UVR-induced regulatory T cells switch antigen-presenting cells from a stimulatory to a regulatory phenotype.

UVR-induced regulatory T cells (UVR-Treg) inhibit sensitization in an antigen-specific manner. The migratory behavior of UVR-Treg can be reprogrammed by antigen-presenting cells (APCs), indicating a cross-talk between these cells. Hence, we sought to investigate whether in turn UVR-Treg can influence APCs. Bone marrow-derived dendritic cells (DCs) were co-incubated with DNFB-specific UVR-Treg. DCs were isolated, coupled with DNBS, and injected into naive mice.

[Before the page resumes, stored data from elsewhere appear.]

//! Fixed-interval politeness pacing
//!
//! The registry's backpressure contract is a fixed pause between outbound
//! requests. The limiter is injected into the fetch path so pacing stays
//! out of extraction and persistence logic; one instance paces facet
//! searches and another paces detail fetches.

use std::time::{Duration, Instant};

/// Enforces a minimum interval between successive operations
#[derive(Debug)]
pub struct RateLimiter {
    interval: Duration,
    last: Option<Instant>,
}

impl RateLimiter {
    pub fn new(interval: Duration) -> Self {
        Self {
            interval,
            last: None,
        }
    }

    pub fn from_millis(millis: u64) -> Self {
        Self::new(Duration::from_millis(millis))
    }

    /// Waits until the configured interval has passed since the previous
    /// call, then records the current instant
    ///
    /// The first call never waits.
    pub async fn wait(&mut self) {
        if let Some(last) = self.last {
            let elapsed = last.elapsed();
            if elapsed < self.interval {
                tokio::time::sleep(self.interval - elapsed).await;
            }
        }
        self.last = Some(Instant::now());
    }
}
//! Fail-soft address geocoding
//!
//! One free-text lookup per extracted address against a Nominatim-compatible
//! endpoint, bounded by its own short timeout and consuming only the first
//! match. The contract is absolute: nothing that happens here - timeout, no
//! match, malformed response - ever propagates past this boundary. A failed
//! lookup is simply "no coordinates".

use crate::config::GeocoderConfig;
use crate::model::Coordinates;
use reqwest::Client;
use serde::Deserialize;
use std::time::Duration;

/// Geocoding client borrowing the orchestrator's HTTP client
#[derive(Debug, Clone)]
pub struct Geocoder {
    client: Client,
    endpoint: String,
    timeout: Duration,
}

/// One element of the service's JSON array response
///
/// Nominatim serializes coordinates as strings.
#[derive(Debug, Deserialize)]
struct GeocodeHit {
    lat: String,
    lon: String,
}

impl Geocoder {
    pub fn new(client: Client, config: &GeocoderConfig) -> Self {
        Self {
            client,
            endpoint: config.endpoint.clone(),
            timeout: Duration::from_secs(config.timeout_secs),
        }
    }

    /// Resolves a free-text address to coordinates
    ///
    /// Returns None on any failure whatsoever.
    pub async fn resolve(&self, query: &str) -> Option<Coordinates> {
        let response = self
            .client
            .get(&self.endpoint)
            .query(&[("q", query), ("format", "json"), ("limit", "1")])
            .timeout(self.timeout)
            .send()
            .await
            .map_err(|e| tracing::debug!("Geocode request failed for '{}': {}", query, e))
            .ok()?;

        if !response.status().is_success() {
            tracing::debug!(
                "Geocode lookup for '{}' returned HTTP {}",
                query,
                response.status()
            );
            return None;
        }

        let hits: Vec<GeocodeHit> = response
            .json()
            .await
            .map_err(|e| tracing::debug!("Geocode response for '{}' unreadable: {}", query, e))
            .ok()?;

        let hit = hits.first()?;
        let latitude = hit.lat.parse().ok()?;
        let longitude = hit.lon.parse().ok()?;

        Some(Coordinates {
            latitude,
            longitude,
        })
    }
}

// Lookup behavior against live responses is covered by the wiremock
// integration tests; the swallow-everything contract has no other surface.
//! Configuration module for Almoneda
//!
//! This module handles loading, parsing, and validating TOML configuration
//! files.

mod parser;
mod types;
mod validation;

// Re-export types
pub use types::{
    BlobConfig, Config, GeocoderConfig, OutputConfig, RegistryConfig, ScraperConfig,
    UserAgentConfig,
};

// Re-export parser functions
pub use parser::{compute_config_hash, load_config, load_config_with_hash};
//! Almoneda main entry point
//!
//! Command-line interface for the auction registry scraper.

use almoneda::config::load_config_with_hash;
use almoneda::crawler::Coordinator;
use almoneda::facets::{facet_space_size, ASSET_TYPES, AUCTION_TYPES, PROVINCES, STATUSES};
use anyhow::Context;
use clap::Parser;
use std::path::PathBuf;
use tracing_subscriber::EnvFilter;

/// Almoneda: an auction registry scraper
///
/// Walks the registry's full facet search space, extracts structured
/// auction records from detail pages, harvests attached media into blob
/// storage, and idempotently persists everything.
#[derive(Parser, Debug)]
#[command(name = "almoneda")]
#[command(version)]
#[command(about = "Auction registry scraper", long_about = None)]
struct Cli {
    /// Path to TOML configuration file
    #[arg(value_name = "CONFIG")]
    config: PathBuf,

    /// Increase logging verbosity (-v, -vv, -vvv)
    #[arg(short, long, action = clap::ArgAction::Count)]
    verbose: u8,

    /// Suppress non-error output
    #[arg(short, long, conflicts_with = "verbose")]
    quiet: bool,

    /// Validate config and show what would be scraped without scraping
    #[arg(long, conflicts_with = "stats")]
    dry_run: bool,

    /// Show statistics from the database and exit
    #[arg(long, conflicts_with = "dry_run")]
    stats: bool,
}

#[tokio::main]
async fn main() -> anyhow::Result<()> {
    let cli = Cli::parse();

    setup_logging(cli.verbose, cli.quiet);

    tracing::info!("Loading configuration from: {}", cli.config.display());
    let (config, config_hash) = load_config_with_hash(&cli.config)
        .with_context(|| format!("failed to load {}", cli.config.display()))?;
    tracing::info!("Configuration loaded (hash: {})", config_hash);

    if cli.dry_run {
        handle_dry_run(&config);
    } else if cli.stats {
        handle_stats(&config)?;
    } else {
        handle_scrape(&config, &config_hash).await?;
    }

    Ok(())
}

/// Sets up the logging/tracing subscriber based on verbosity level
fn setup_logging(verbose: u8, quiet: bool) {
    let filter = if quiet {
        EnvFilter::new("error")
    } else {
        match verbose {
            0 => EnvFilter::new("almoneda=info,warn"),
            1 => EnvFilter::new("almoneda=debug,info"),
            2 => EnvFilter::new("almoneda=trace,debug"),
            _ => EnvFilter::new("trace"),
        }
    };

    tracing_subscriber::fmt()
        .with_env_filter(filter)
        .with_target(false)
        .with_thread_ids(false)
        .with_file(false)
        .init();
}

/// Handles the --dry-run mode: validates config and shows the search space
fn handle_dry_run(config: &almoneda::config::Config) {
    println!("=== Almoneda Dry Run ===\n");

    println!("Registry:");
    println!("  Base URL: {}", config.registry.base_url);

    println!("\nScraper:");
    println!("  Search delay: {}ms", config.scraper.search_delay_ms);
    println!("  Detail delay: {}ms", config.scraper.detail_delay_ms);
    println!(
        "  Request timeout: {}s",
        config.scraper.request_timeout_secs
    );
    println!("  Max retries: {}", config.scraper.max_retries);

    println!("\nUser Agent:");
    println!("  {}", config.user_agent.header_value());

    println!("\nGeocoder:");
    println!("  Endpoint: {}", config.geocoder.endpoint);

    println!("\nBlob Storage:");
    println!("  Endpoint: {}", config.blob.endpoint);
    println!("  Bucket: {}", config.blob.bucket);
    println!("  Public base: {}", config.blob.public_base());

    println!("\nOutput:");
    println!("  Database: {}", config.output.database_path);

    println!("\nSearch Space:");
    println!("  Provinces: {}", PROVINCES.len());
    println!("  Asset types: {}", ASSET_TYPES.len());
    println!("  Auction types: {}", AUCTION_TYPES.len());
    println!("  Statuses: {}", STATUSES.len());
    println!("  Total facets: {}", facet_space_size());

    println!("\n✓ Configuration is valid");
}

/// Handles the --stats mode: shows statistics from the database
fn handle_stats(config: &almoneda::config::Config) -> anyhow::Result<()> {
    use almoneda::output::{load_statistics, print_statistics};
    use almoneda::storage::SqliteStorage;
    use std::path::Path;

    println!("Database: {}\n", config.output.database_path);

    let storage = SqliteStorage::new(Path::new(&config.output.database_path))?;
    let stats = load_statistics(&storage)?;
    print_statistics(&stats);

    Ok(())
}

/// Handles the main scrape operation
async fn handle_scrape(
    config: &almoneda::config::Config,
    config_hash: &str,
) -> anyhow::Result<()> {
    let mut coordinator = Coordinator::new(config, config_hash)?;

    // Ctrl-C stops the run at the next facet or detail-URL boundary.
    let cancel = coordinator.cancel_token();
    tokio::spawn(async move {
        if tokio::signal::ctrl_c().await.is_ok() {
            tracing::warn!("Interrupt received, finishing current page before stopping");
            cancel.cancel();
        }
    });

    let counters = coordinator.run().await?;

    println!(
        "Scrape finished: {} auctions persisted, {} attachments stored, {} pages failed",
        counters.auctions_persisted, counters.attachments_stored, counters.pages_failed
    );

    Ok(())
}
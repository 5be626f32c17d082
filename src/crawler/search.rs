//! Facet search against the registry's advanced-search surface
//!
//! One GET per facet, encoding the four filter values as the registry's
//! `campo[i]`/`dato[i]` parameter pairs. The response body is scanned for
//! anchors pointing at detail pages; relative hrefs resolve against the
//! registry base and duplicates collapse to their first occurrence.

use crate::crawler::fetcher::{fetch_html, RetryPolicy};
use crate::facets::Facet;
use crate::Result;
use reqwest::Client;
use scraper::{Html, Selector};
use std::collections::HashSet;
use url::Url;

/// Path of the advanced-search endpoint, relative to the registry base
pub const SEARCH_PATH: &str = "subastas_ava.php";

/// Path fragment identifying a detail-page link
pub const DETAIL_PATH: &str = "detalleSubasta.php";

/// Builds the search URL for one facet
pub fn build_search_url(base: &Url, facet: &Facet) -> Result<Url> {
    let mut url = base.join(SEARCH_PATH)?;
    url.query_pairs_mut()
        .append_pair("campo[0]", "PROVINCIA")
        .append_pair("dato[0]", facet.province)
        .append_pair("campo[1]", "TIPO_BIEN")
        .append_pair("dato[1]", facet.asset_type)
        .append_pair("campo[2]", "TIPO_SUBASTA")
        .append_pair("dato[2]", facet.auction_type)
        .append_pair("campo[3]", "ESTADO")
        .append_pair("dato[3]", facet.status);
    Ok(url)
}

/// Extracts detail-page URLs from a search result page
///
/// Returns unique absolute URLs in first-occurrence order. Anchors whose
/// href does not contain the detail path, and hrefs that fail to resolve
/// against the base, are skipped.
pub fn extract_detail_urls(html: &str, base: &Url) -> Vec<String> {
    let document = Html::parse_document(html);
    let mut seen = HashSet::new();
    let mut urls = Vec::new();

    if let Ok(selector) = Selector::parse("a[href]") {
        for element in document.select(&selector) {
            let Some(href) = element.value().attr("href") else {
                continue;
            };
            if !href.contains(DETAIL_PATH) {
                continue;
            }
            if let Ok(resolved) = base.join(href.trim()) {
                let resolved = resolved.to_string();
                if seen.insert(resolved.clone()) {
                    urls.push(resolved);
                }
            }
        }
    }

    urls
}

/// Runs one facet search and returns the discovered detail URLs
///
/// Network errors and non-2xx responses propagate to the caller, which
/// treats them as a skipped facet - never as a fatal condition.
pub async fn search_facet(
    client: &Client,
    base: &Url,
    facet: &Facet,
    retry: &RetryPolicy,
) -> Result<Vec<String>> {
    let url = build_search_url(base, facet)?;
    let html = fetch_html(client, url.as_str(), retry).await?;
    Ok(extract_detail_urls(&html, base))
}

Contrary to untreated dinitrobenzenesulfonic acid (DNBS)-coupled DC, DCs from the cocultures failed to induce sensitization in the recipients. Antibody blocking and transwell experiments indicated that both IL-10 and cellular contact are required during the co-incubation to induce inhibition. UVR-Treg downregulated B7-2 and major histocompatibility complex class II but induced the negative regulatory molecules B7-H3 and B7-H4 on DC. To suppress, UVR-Treg had to be activated in an antigen-specific manner. However, the suppression was not antigen-specific as activated DNFB-specific UVR-Treg inhibited DCs to sensitize also against trinitrochlorobenzene. Adoptive transfer experiments revealed that injection of hapten-coupled DCs, which were co-incubated with UVR-Treg, further induced Treg in the recipients. Together, this indicates that activated UVR-Treg can alter APCs in such a way that they lose their sensitizing capacity but in turn induce Treg. Thus, UVR-Tregs switch APCs from a stimulatory to a regulatory phenotype.